| Editorial
Según podremos ver en el artículo de este mes “Religión, espiritualidad y psicoterapia” publicado por la revista Journal of Clinical Psychology, nuestras creencias y el modo en cómo nos influyen en nuestras relaciones, juegan un papel importante dentro del contexto terapéutico.
Con motivo del reciente aniversario de la Declaración Universal de los Derechos Humanos, se han vuelto a poner de manifiesto la desgraciada situación en la que están estos reconocidos y proclamados Derechos, índice nada conveniente para pensar que las relaciones entre personas estén mejorando.
Si además miramos las relaciones dentro del terreno profesional que hoy en día encontramos en la mayoría de empresas, tanto el vínculo entre los trabajadores, como el de los departamentos y/o el de los diferentes cargos, también sufren de del mismo “mal relacional”. Ejemplos como el trabajo de Patrick Lencioni o Koldo Saratxaga dentro del ámbito empresarial, son representativos de lo que aún hay por hacer para sanear unas relaciones sumamente deterioradas.
Todas estas relaciones que forman un tejido en el que la convivencia es su principal característica, están influenciadas por el paradigma de observación Descartes. Este se caracteriza por la observación de lo que se puede cuantificar. Todo lo demás, sabores, olores, colores, emociones, valores éticos, el alma humana o el reconocimiento de la existencia de un mundo más allá del físico, quedan relegados a la categoría de proyecciones subjetivas de la mente humana.
E. Morin en colaboración del Proyecto transdisciplinario de la UNESCO “Educación para un futuro sostenible" cita sobre el pensamiento jerárquico y absoluto proveniente de la visión cartesiana:
“…separa al sujeto del objeto con una esfera propia para cada uno: la filosofía y la investigación reflexiva por un lado, la ciencia y la investigación objetiva por el otro. Él determina los conceptos soberanos y rescribe la relación lógica: la disyunción. La no-obediencia a esta disyunción sólo puede ser clandestina, marginada, desviada. Este paradigma determina una doble visión del mundo, en realidad, un desdoblamiento del mismo mundo: por un lado, un mundo de objetos sometidos a observaciones, experimentaciones, manipulaciones; por el otro, un mundo de sujetos planteándose problemas de existencia, de comunicación, de conciencia, de destino.”

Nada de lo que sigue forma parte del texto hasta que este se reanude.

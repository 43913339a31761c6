//! CLI argument parsing using clap

use clap::{Args as ClapArgs, Parser, Subcommand};
use std::path::PathBuf;
use std::time::Duration;

/// Advent of Code helper: fetch inputs, start new days, run solutions
#[derive(Parser, Debug)]
#[command(name = "aoc", about = "Advent of Code puzzle helper", version)]
pub struct Args {
    #[command(subcommand)]
    pub command: Command,
}

#[derive(Subcommand, Debug)]
pub enum Command {
    /// Download the puzzle input into input.txt
    Download(DownloadArgs),
    /// Create the next day directory from the template
    NewDay(NewDayArgs),
    /// Run a puzzle part and print its answer
    Solve(SolveArgs),
}

#[derive(ClapArgs, Debug)]
pub struct DownloadArgs {
    /// Year to fetch (inferred from an `aoc<YYYY>` parent directory if omitted,
    /// otherwise the year of the bundled solutions)
    #[arg(short, long)]
    pub year: Option<u16>,

    /// Day to fetch (inferred from a `day<NN>` directory if omitted)
    #[arg(short, long, value_parser = clap::value_parser!(u8).range(1..=25))]
    pub day: Option<u8>,

    /// Directory to write input.txt into, also used to infer year and day
    #[arg(long, default_value = ".")]
    pub dir: PathBuf,

    /// File holding the session cookie (searched upward for `.env` if omitted)
    #[arg(long)]
    pub env_file: Option<PathBuf>,

    /// Number of download attempts before giving up
    #[arg(long, default_value_t = 5, value_parser = clap::value_parser!(u32).range(1..))]
    pub attempts: u32,

    /// Seconds to wait between attempts
    #[arg(long, default_value = "1", value_parser = parse_seconds)]
    pub backoff: Duration,
}

#[derive(ClapArgs, Debug)]
pub struct NewDayArgs {
    /// Directory holding the `day*` folders
    #[arg(long, default_value = ".")]
    pub root: PathBuf,

    /// Template directory copied for each new day
    #[arg(long, default_value = "day00")]
    pub template: String,

    /// File inside the new day whose template marker is rewritten
    #[arg(long, default_value = "src/part1.rs")]
    pub entry_file: PathBuf,

    /// Directory of run configurations that mention the current day
    #[arg(long, default_value = ".run")]
    pub run_configs: PathBuf,
}

#[derive(ClapArgs, Debug)]
pub struct SolveArgs {
    /// Puzzle day
    #[arg(value_parser = clap::value_parser!(u8).range(1..=25))]
    pub day: u8,

    /// Puzzle part
    #[arg(value_parser = clap::value_parser!(u8).range(1..=2))]
    pub part: u8,

    /// Input file (defaults to `day<NN>/input.txt` under --root)
    pub input: Option<PathBuf>,

    /// Directory holding the `day*` folders
    #[arg(long, default_value = ".")]
    pub root: PathBuf,
}

fn parse_seconds(s: &str) -> Result<Duration, String> {
    s.parse::<f64>()
        .ok()
        .filter(|secs| secs.is_finite() && *secs >= 0.0)
        .map(Duration::from_secs_f64)
        .ok_or_else(|| format!("invalid number of seconds: {}", s))
}
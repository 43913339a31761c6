//! Parsing text grids into coordinate-keyed collections

use crate::coord::Coord;
use crate::direction::Direction;
use crate::error::ParseError;
use std::collections::{HashMap, HashSet};

/// Iterate `(coord, char)` over every character of every line.
///
/// Row 0 is the first line and column 0 its first character. A trailing
/// newline does not produce an extra row.
fn cells(text: &str) -> impl Iterator<Item = (Coord, char)> + '_ {
    text.lines().enumerate().flat_map(|(y, line)| {
        line.chars()
            .enumerate()
            .map(move |(x, c)| (Coord::new(x as i64, y as i64), c))
    })
}

/// Parse a grid of decimal digits.
///
/// # Errors
///
/// Returns [`ParseError::InvalidDigit`] for the first character that is not
/// `0`-`9`.
///
/// # Example
///
/// ```
/// use aoc_support::{Coord, parse_digit_grid};
///
/// let grid = parse_digit_grid("12\n34\n").unwrap();
/// assert_eq!(grid[&Coord::new(1, 1)], 4);
/// ```
pub fn parse_digit_grid(text: &str) -> Result<HashMap<Coord, u8>, ParseError> {
    cells(text)
        .map(|(coord, c)| {
            c.to_digit(10)
                .map(|d| (coord, d as u8))
                .ok_or(ParseError::InvalidDigit {
                    row: coord.y as usize,
                    column: coord.x as usize,
                    found: c,
                })
        })
        .collect()
}

/// Coordinates whose character equals `marker`; everything else is ignored.
pub fn parse_marker_grid(text: &str, marker: char) -> HashSet<Coord> {
    cells(text)
        .filter(|&(_, c)| c == marker)
        .map(|(coord, _)| coord)
        .collect()
}

/// Every character keyed by its coordinate
pub fn parse_char_grid(text: &str) -> HashMap<Coord, char> {
    cells(text).collect()
}

/// Cells met when moving from `start` in `direction`, nearest first.
///
/// `start` itself is not yielded. The walk ends at the first coordinate
/// missing from `grid`.
pub fn walk<T>(
    grid: &HashMap<Coord, T>,
    start: Coord,
    direction: Direction,
) -> impl Iterator<Item = (Coord, &T)> + '_ {
    let mut current = start;
    std::iter::from_fn(move || {
        current = direction.step(current, 1);
        grid.get(&current).map(|value| (current, value))
    })
}

/// The four orthogonal neighbours in [`Direction::ALL`] order
pub fn adjacent_4(coord: Coord) -> impl Iterator<Item = Coord> {
    Direction::ALL.into_iter().map(move |d| d.step(coord, 1))
}

/// All eight neighbours, row by row from the top left
pub fn adjacent_8(coord: Coord) -> impl Iterator<Item = Coord> {
    (-1..=1)
        .flat_map(|dy| (-1..=1).map(move |dx| (dx, dy)))
        .filter(|&(dx, dy)| (dx, dy) != (0, 0))
        .map(move |(dx, dy)| Coord::new(coord.x + dx, coord.y + dy))
}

Así vemos que la jerarquía tal como la concebimos hoy en día, como todas sus formas discipulares que ocupan muchas de las relaciones que participamos diariamente, se han configurado a través de; la clasificación de conceptos; la interrelación subordinada entre estos; y una mirada funcional de su existencia. Dicho de otro modo: se trata de una visión condicionada por una observación del mundo caracterizada: ¿a qué pertenece?, ¿qué papel ocupa?, ¿para qué sirve?

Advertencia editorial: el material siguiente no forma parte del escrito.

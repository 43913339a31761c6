//! Advent of Code puzzle solutions
//!
//! Each day is an independent module exposing `part1`/`part2` functions that
//! take the raw puzzle text and return the answer as a string. The
//! [`PUZZLES`] table lets a runner look a solution up by day and part.

pub mod year_2022;

/// Signature shared by every puzzle part
pub type SolveFn = fn(&str) -> anyhow::Result<String>;

/// The event year these solutions belong to
pub const YEAR: u16 = 2022;

/// A solvable puzzle part
#[derive(Debug, Clone, Copy)]
pub struct Puzzle {
    pub day: u8,
    pub part: u8,
    pub title: &'static str,
    pub solve: SolveFn,
}

/// All available puzzle parts, ordered by day then part
pub static PUZZLES: &[Puzzle] = &[
    Puzzle { day: 8, part: 1, title: "Treetop Tree House", solve: year_2022::day_8::part1 },
    Puzzle { day: 8, part: 2, title: "Treetop Tree House", solve: year_2022::day_8::part2 },
    Puzzle { day: 9, part: 1, title: "Rope Bridge", solve: year_2022::day_9::part1 },
    Puzzle { day: 9, part: 2, title: "Rope Bridge", solve: year_2022::day_9::part2 },
    Puzzle { day: 12, part: 1, title: "Hill Climbing Algorithm", solve: year_2022::day_12::part1 },
    Puzzle { day: 14, part: 2, title: "Regolith Reservoir", solve: year_2022::day_14::part2 },
];

/// Look up a puzzle part
pub fn find(day: u8, part: u8) -> Option<&'static Puzzle> {
    PUZZLES.iter().find(|p| p.day == day && p.part == part)
}
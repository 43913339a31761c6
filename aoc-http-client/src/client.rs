//! Blocking client for the puzzle input endpoint

use crate::error::AocError;
use crate::retry::RetryPolicy;
use reqwest::Url;
use reqwest::blocking::{Client, ClientBuilder};
use reqwest::header::{COOKIE, HeaderValue};
use zeroize::Zeroizing;

const DEFAULT_BASE_URL: &str = "https://adventofcode.com";

/// Downloads personal puzzle inputs.
///
/// [`AocClient::fetch_input`] keeps asking while the puzzle is still locked,
/// as configured by the client's [`RetryPolicy`].
///
/// # Example
///
/// ```no_run
/// use aoc_http_client::AocClient;
///
/// # fn main() -> Result<(), Box<dyn std::error::Error>> {
/// let client = AocClient::new()?;
/// let input = client.fetch_input(2022, 8, "your_session_cookie")?;
/// println!("{} bytes", input.len());
/// # Ok(())
/// # }
/// ```
#[derive(Clone, Debug)]
pub struct AocClient {
    http: Client,
    base_url: Url,
    retry: RetryPolicy,
}

impl AocClient {
    /// Client for adventofcode.com with the default retry policy
    ///
    /// # Errors
    ///
    /// Returns `AocError::ClientInit` if the TLS backend cannot be set up.
    pub fn new() -> Result<Self, AocError> {
        Self::builder().build()
    }

    /// Start configuring a client
    pub fn builder() -> AocClientBuilder {
        AocClientBuilder::default()
    }

    /// The retry policy used by [`AocClient::fetch_input`]
    pub fn retry_policy(&self) -> RetryPolicy {
        self.retry
    }

    /// `{base}/{year}/day/{day}/input`
    pub fn input_url(&self, year: u16, day: u8) -> Result<Url, AocError> {
        let mut url = self.base_url.clone();
        url.path_segments_mut()
            .map_err(|_| AocError::ClientInit(format!("{} cannot be a base URL", self.base_url)))?
            .clear()
            .extend(&[&year.to_string(), "day", &day.to_string(), "input"]);
        Ok(url)
    }

    /// `session=<token>` as a header value hidden from debug output
    fn session_cookie(session: &str) -> Result<HeaderValue, AocError> {
        let cookie = Zeroizing::new(format!("session={}", session));
        let mut value = HeaderValue::from_str(&cookie)
            .map_err(|_| AocError::ClientInit("session cookie contains invalid characters".to_string()))?;
        value.set_sensitive(true);
        Ok(value)
    }

    /// Request the input once.
    ///
    /// # Errors
    ///
    /// * `AocError::Request` - the request could not be sent
    /// * `AocError::InvalidStatus` - anything but a 2xx answer, e.g. 404 before unlock
    /// * `AocError::Encoding` - the body is not UTF-8
    pub fn get_input(&self, year: u16, day: u8, session: &str) -> Result<String, AocError> {
        let url = self.input_url(year, day)?;
        let response = self
            .http
            .get(url)
            .header(COOKIE, Self::session_cookie(session)?)
            .send()?;

        let status = response.status();
        if !status.is_success() {
            return Err(AocError::InvalidStatus { status });
        }
        response.text().map_err(|_| AocError::Encoding)
    }

    /// Request the input, retrying transient failures.
    ///
    /// # Errors
    ///
    /// * `AocError::RetriesExhausted` - every attempt failed, wraps the last error
    /// * anything non-transient from [`AocClient::get_input`], returned at once
    pub fn fetch_input(&self, year: u16, day: u8, session: &str) -> Result<String, AocError> {
        tracing::debug!(year, day, attempts = self.retry.attempts, "fetching puzzle input");
        self.retry.run(|| self.get_input(year, day, session))
    }
}

/// Configures an [`AocClient`].
///
/// # Example
///
/// ```no_run
/// use aoc_http_client::{AocClient, RetryPolicy};
/// use std::time::Duration;
///
/// # fn main() -> Result<(), Box<dyn std::error::Error>> {
/// let client = AocClient::builder()
///     .base_url("http://localhost:1234")?
///     .retry_policy(RetryPolicy { attempts: 3, backoff: Duration::ZERO })
///     .client_builder(reqwest::blocking::Client::builder().timeout(Duration::from_secs(30)))
///     .build()?;
/// # Ok(())
/// # }
/// ```
#[derive(Debug, Default)]
pub struct AocClientBuilder {
    base_url: Option<Url>,
    http: Option<ClientBuilder>,
    retry: RetryPolicy,
}

impl AocClientBuilder {
    /// Send requests somewhere other than adventofcode.com
    ///
    /// # Errors
    ///
    /// Returns `AocError::Request` if the URL does not parse.
    pub fn base_url(mut self, url: impl reqwest::IntoUrl) -> Result<Self, AocError> {
        self.base_url = Some(url.into_url()?);
        Ok(self)
    }

    /// Supply the underlying HTTP client settings (timeouts, proxies).
    ///
    /// Redirects are always disabled: an expired session answers with a
    /// redirect to the login page, which must surface as an error status.
    pub fn client_builder(mut self, builder: ClientBuilder) -> Self {
        self.http = Some(builder);
        self
    }

    /// Set how often and how patiently to retry input downloads
    pub fn retry_policy(mut self, policy: RetryPolicy) -> Self {
        self.retry = policy;
        self
    }

    /// # Errors
    ///
    /// Returns `AocError::ClientInit` if the HTTP client cannot be built.
    pub fn build(self) -> Result<AocClient, AocError> {
        let base_url = match self.base_url {
            Some(url) => url,
            None => Url::parse(DEFAULT_BASE_URL).map_err(|e| AocError::ClientInit(e.to_string()))?,
        };

        let http = self
            .http
            .unwrap_or_else(|| Client::builder().use_rustls_tls())
            .redirect(reqwest::redirect::Policy::none())
            .build()
            .map_err(|e| AocError::ClientInit(e.to_string()))?;

        Ok(AocClient {
            http,
            base_url,
            retry: self.retry,
        })
    }
}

La contraposición a esta visión se da con el concepto de transversalidad, que abre la puerta a un estilo de relaciones basados en la autonomía y la cooperación. Una autonomía basada en la autorregulación y la confianza entre los elementos que forman un sistema. La transversalidad afianza un modelo que considera la realidad externa y la entiende como un elemento más de la sociedad que es generador de nuevas ideas y factor transformador de ambas. Junto a ello, propugna un modelo de educación conectado con la vida, basado en la comprensión y en la acción; promueve visiones globales y un estilo de trabajo orientado a desarrollar la autonomía y la cooperación.
Este cambio de paradigma implica abandonar la visión y actitud de la desconfianza, de control del poder, de la subordinación de las relaciones y de una competencia basada en la coacción, ¿puede realmente también influir en nuestra salud y formas relacionales con sus diferentes agentes?